Tja, Cascada und Deutschland, das war wohl nix beim Eurovision Song Contest in Malmö. Natürlich bleibe ich dabei, dass der ESC eine Musikveranstaltung aus einem Paralleluniversum ist und „unser“ Song Glorious etwas ESC-Prototypisches hatte, aber zwei Wettbewerbe hintereinander dieselbe „Euphoric Dancefloor“-Formel, das hat am Ende doch nicht funktioniert. So wie es seinerzeit ein Irrglaube war, Europa zwei Mal hintereinander Lena Meyer-Landrut verkaufen zu können.

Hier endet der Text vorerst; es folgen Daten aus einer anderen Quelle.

//! Line-oriented event feed for the headless daemon.
//!
//! Each input line is one JSON object naming a window-server change or a
//! pointer event:
//!
//! ```text
//! {"open": {"id": 1, "owner": "Terminal"}}
//! {"mouse_down": {"button": "right", "modifiers": ["alt"], "x": 960, "y": 540, "ms": 0}}
//! {"command": {"line": "desktop --rotate 90"}}
//! ```
//!
//! The change is applied to the in-memory window server, the matching
//! reactor event is delivered, and every frame the reactor wrote since the
//! previous line is reported as one JSON object per line. Frames changed by
//! commands arriving over the command server are reported with the next
//! input line.

use std::io::{BufRead, Write};
use std::sync::Arc;
use std::time::Duration;

use serde::{Deserialize, Serialize};
use tracing::{debug, warn};

use crate::actor::reactor::{Event, MouseGestures, Reactor};
use crate::sys::event::{ModifierKey, Modifiers, MouseButton, MouseEvent};
use crate::sys::geometry::{Point, Rect};
use crate::sys::headless::HeadlessWindowServer;
use crate::sys::screen::{DisplayId, SpaceId};
use crate::sys::window_server::{WindowId, WindowServer};

#[derive(Debug, Clone, PartialEq, Deserialize)]
#[serde(rename_all = "snake_case", deny_unknown_fields)]
pub enum Input {
    Open {
        id: u32,
        owner: String,
        #[serde(default)]
        name: Option<String>,
        #[serde(default = "first_space")]
        space: u64,
        #[serde(default = "resizable")]
        resizable: bool,
    },
    Close {
        id: u32,
    },
    Minimize {
        id: u32,
    },
    Restore {
        id: u32,
    },
    Focus {
        id: u32,
    },
    /// Makes `space` the active desktop of `display`.
    Desktop {
        display: u32,
        space: u64,
    },
    MouseDown {
        button: MouseButton,
        #[serde(default)]
        modifiers: Vec<ModifierKey>,
        x: f64,
        y: f64,
        ms: u64,
    },
    MouseDrag {
        x: f64,
        y: f64,
        ms: u64,
    },
    MouseUp {
        x: f64,
        y: f64,
        ms: u64,
    },
    Command {
        line: String,
    },
}

fn first_space() -> u64 { 1 }

fn resizable() -> bool { true }

#[derive(Debug, Clone, PartialEq, Serialize)]
#[serde(rename_all = "snake_case")]
pub enum Output {
    Frame { window: WindowId, frame: Rect },
    Response { text: String },
    Error { message: String },
}

#[derive(Debug, thiserror::Error)]
pub enum FeedError {
    #[error("invalid input: {0}")]
    Parse(#[from] serde_json::Error),
    #[error("space id 0 is reserved")]
    ReservedSpace,
    #[error("window {0} does not exist")]
    UnknownWindow(WindowId),
}

pub struct EventFeed {
    reactor: Arc<Reactor>,
    window_server: Arc<HeadlessWindowServer>,
    gestures: MouseGestures,
}

impl EventFeed {
    pub fn new(reactor: Arc<Reactor>, window_server: Arc<HeadlessWindowServer>) -> Self {
        Self {
            reactor,
            window_server,
            gestures: MouseGestures::new(),
        }
    }

    /// Parses and applies one input line. Blank lines and `#` comments only
    /// flush pending frames.
    pub fn feed(&mut self, line: &str) -> Vec<Output> {
        let line = line.trim();
        let mut out = Vec::new();
        if !line.is_empty() && !line.starts_with('#') {
            let applied = serde_json::from_str::<Input>(line)
                .map_err(FeedError::from)
                .and_then(|input| self.apply(input));
            match applied {
                Ok(Some(text)) => out.push(Output::Response { text }),
                Ok(None) => {}
                Err(e) => {
                    warn!(line, "dropping input: {e}");
                    out.push(Output::Error { message: e.to_string() });
                }
            }
        }
        out.extend(
            self.window_server
                .take_frame_writes()
                .into_iter()
                .map(|(window, frame)| Output::Frame { window, frame }),
        );
        out
    }

    /// Feeds every line of `input`, writing outputs as JSON lines.
    pub fn run(&mut self, input: impl BufRead, mut output: impl Write) -> anyhow::Result<()> {
        for line in input.lines() {
            for out in self.feed(&line?) {
                serde_json::to_writer(&mut output, &out)?;
                output.write_all(b"\n")?;
            }
            output.flush()?;
        }
        debug!("event feed closed");
        Ok(())
    }

    fn apply(&mut self, input: Input) -> Result<Option<String>, FeedError> {
        let ws = &self.window_server;
        let event = match input {
            Input::Open { id, owner, name, space, resizable } => {
                let space = SpaceId::try_new(space).ok_or(FeedError::ReservedSpace)?;
                let wid = ws.add_window(id, &owner, space);
                ws.update_window(wid, |info| {
                    if let Some(name) = name {
                        info.name = name;
                    }
                    info.is_resizable = resizable;
                });
                ws.set_focused(Some(wid));
                self.reactor.handle_event(Event::WindowCreated(wid));
                Event::WindowFocused(wid)
            }
            Input::Close { id } => {
                let wid = self.existing(id)?;
                ws.remove_window(wid);
                Event::WindowDestroyed(wid)
            }
            Input::Minimize { id } => {
                let wid = self.existing(id)?;
                ws.update_window(wid, |info| info.is_minimized = true);
                Event::WindowMinimized(wid)
            }
            Input::Restore { id } => {
                let wid = self.existing(id)?;
                ws.update_window(wid, |info| info.is_minimized = false);
                Event::WindowDeminimized(wid)
            }
            Input::Focus { id } => {
                let wid = self.existing(id)?;
                ws.set_focused(Some(wid));
                Event::WindowFocused(wid)
            }
            Input::Desktop { display, space } => {
                let space = SpaceId::try_new(space).ok_or(FeedError::ReservedSpace)?;
                ws.set_active_space(DisplayId(display), space);
                Event::SpaceChanged(DisplayId(display))
            }
            Input::MouseDown { button, modifiers, x, y, ms } => {
                let location = self.pointer(x, y);
                self.gestures.handle(&self.reactor, MouseEvent::Down {
                    button,
                    modifiers: Modifiers::from_keys(&modifiers),
                    location,
                    timestamp: Duration::from_millis(ms),
                });
                return Ok(None);
            }
            Input::MouseDrag { x, y, ms } => {
                let location = self.pointer(x, y);
                self.gestures.handle(&self.reactor, MouseEvent::Dragged {
                    location,
                    timestamp: Duration::from_millis(ms),
                });
                return Ok(None);
            }
            Input::MouseUp { x, y, ms } => {
                let location = self.pointer(x, y);
                self.gestures.handle(&self.reactor, MouseEvent::Up {
                    location,
                    timestamp: Duration::from_millis(ms),
                });
                return Ok(None);
            }
            Input::Command { line } => return Ok(Some(self.reactor.handle_command(&line))),
        };
        self.reactor.handle_event(event);
        Ok(None)
    }

    fn existing(&self, id: u32) -> Result<WindowId, FeedError> {
        let wid = WindowId(id);
        self.window_server.window(wid).map(|_| wid).ok_or(FeedError::UnknownWindow(wid))
    }

    fn pointer(&self, x: f64, y: f64) -> Point {
        let location = Point::new(x, y);
        self.window_server.set_cursor(location);
        location
    }
}

#[cfg(test)]
mod tests {
    use std::io::Cursor;

    use pretty_assertions::assert_eq;
    use test_log::test;

    use super::*;
    use crate::actor::reactor::testing::bare_config;
    use crate::sys::overlay::NoOverlay;

    fn feed() -> EventFeed {
        let ws = Arc::new(HeadlessWindowServer::single_display(1920., 1080.));
        let reactor = Arc::new(Reactor::new(&bare_config(), ws.clone(), Arc::new(NoOverlay)));
        EventFeed::new(reactor, ws)
    }

    fn frames(out: &[Output]) -> Vec<(u32, Rect)> {
        out.iter()
            .filter_map(|o| match o {
                Output::Frame { window, frame } => Some((window.0, *frame)),
                _ => None,
            })
            .collect()
    }

    #[test]
    fn opened_windows_are_tiled() {
        let mut feed = feed();
        let out = feed.feed(r#"{"open": {"id": 1, "owner": "Term"}}"#);
        assert_eq!(frames(&out), vec![(1, Rect::from_xywh(0., 0., 1920., 1080.))]);
        let out = feed.feed(r#"{"open": {"id": 2, "owner": "Term", "name": "logs"}}"#);
        assert_eq!(frames(&out), vec![
            (1, Rect::from_xywh(0., 0., 960., 1080.)),
            (2, Rect::from_xywh(960., 0., 960., 1080.)),
        ]);
        let out = feed.feed(r#"{"close": {"id": 1}}"#);
        assert_eq!(frames(&out), vec![(2, Rect::from_xywh(0., 0., 1920., 1080.))]);
    }

    #[test]
    fn commands_answer_inline() {
        let mut feed = feed();
        feed.feed(r#"{"open": {"id": 1, "owner": "Term"}}"#);
        feed.feed(r#"{"open": {"id": 2, "owner": "Term"}}"#);
        let out = feed.feed(r#"{"command": {"line": "query desktop windows"}}"#);
        assert_eq!(out, vec![Output::Response { text: "1 2\n".into() }]);
    }

    #[test]
    fn pointer_drag_resizes_columns() {
        let mut feed = feed();
        feed.feed(r#"{"open": {"id": 1, "owner": "Term"}}"#);
        feed.feed(r#"{"open": {"id": 2, "owner": "Term"}}"#);
        feed.feed(
            r#"{"mouse_down": {"button": "right", "modifiers": ["alt"], "x": 960, "y": 540, "ms": 0}}"#,
        );
        feed.feed(r#"{"mouse_drag": {"x": 1060, "y": 540, "ms": 10}}"#);
        let out = feed.feed(r#"{"mouse_up": {"x": 1060, "y": 540, "ms": 20}}"#);
        assert_eq!(frames(&out), vec![
            (1, Rect::from_xywh(0., 0., 1060., 1080.)),
            (2, Rect::from_xywh(1060., 0., 860., 1080.)),
        ]);
    }

    #[test]
    fn bad_lines_are_reported_and_skipped() {
        let mut feed = feed();
        let input = concat!(
            "# comment\n",
            "not json\n",
            "{\"close\": {\"id\": 9}}\n",
            "{\"open\": {\"id\": 1, \"owner\": \"Term\", \"space\": 0}}\n",
            "{\"open\": {\"id\": 1, \"owner\": \"Term\"}}\n",
        );
        let mut output = Vec::new();
        feed.run(Cursor::new(input), &mut output).unwrap();
        let lines: Vec<_> = String::from_utf8(output).unwrap().lines().map(str::to_string).collect();
        assert_eq!(lines.len(), 4);
        assert!(lines[0].starts_with(r#"{"error":{"message":"invalid input"#), "{}", lines[0]);
        assert_eq!(lines[1], r#"{"error":{"message":"window 9 does not exist"}}"#);
        assert_eq!(lines[2], r#"{"error":{"message":"space id 0 is reserved"}}"#);
        assert!(lines[3].starts_with(r#"{"frame":{"window":1,"#), "{}", lines[3]);
    }
}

Gewonnen hat statt Cascada Emmelie de Forest, und die zog mit Only Teardrops geschickt eine andere ESC-Erfolgskarte, ich nenne es mal die „Melancholischer Folkpop im foxtrottigen Wiegerhythmus“-Karte. Mit der hatte beispielsweise 2009 schon Alexander Rybak den Sieg eingefahren: Sein Song damals hieß Fairytale und machte Norwegen glücklich.
Emmelie de Forest startete für Dänemark, und das ist der eigentliche Grund für diesen kleinen Blogeintrag. Denn aus Dänemark kamen in den letzten Jahren gleich mehrere Bands, die in träumerischen und bisweilen abgründigen Rocksongs das Schwelgerische, Melancholische kultivieren. Steht Emmelie de Forest für die gezähmte, ESC-kompatible Light-Variante dieser wohligen Traurigkeit, sorgen Kashmir, Efterklang, I Got You On Tape oder Lars and The Hand of Light mit ihren freien Kompositionen für schillernde originäre Versionen.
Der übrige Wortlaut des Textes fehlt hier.